Chun-Yi Zac Lo, Yong He, Ching-Po Lin
October 1, 2011
There is a growing interest in exploring the connectivity patterns of the human brain. Specifically, the utility of noninvasive neuroimaging data and graph theoretical analysis have provided important insights into the anatomical connections and topological pattern of human brain structural networks in vivo . This review focuses on recent methodological and application studies, utilizing graph theoretical approaches, on brain structural networks with structural magnetic resonance imaging (MRI) and diffusion MRI. These studies showed many nonrandom properties of structural brain networks, such as small-worldness, modularity, and highly connected hubs. Importantly, topological organization of the networks shows changes during normal development, aging, and neuropsychiatric diseases.

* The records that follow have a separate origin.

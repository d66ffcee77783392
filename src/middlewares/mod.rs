pub mod request_scope;
pub mod require_login;

pub use request_scope::{RequestContext, RequestScope};
pub use require_login::RequireLogin;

Network structures have also been found to correlate with behavioral or cognitive functions, which imply their associations with functional dynamics. These advances not only help us to understand how the healthy human brain is structurally organized, but also provide a novel insight into the biological mechanisms of brain disorders. Future studies will involve the combination of structural/diffusion MRI and functional MRI, to realize how the structural connectivity patterns of the brain underlie its functional states, and will explore whether graph theoretical analysis of structural brain networks could serve as potential imaging biomarkers for disease diagnosis and treatment.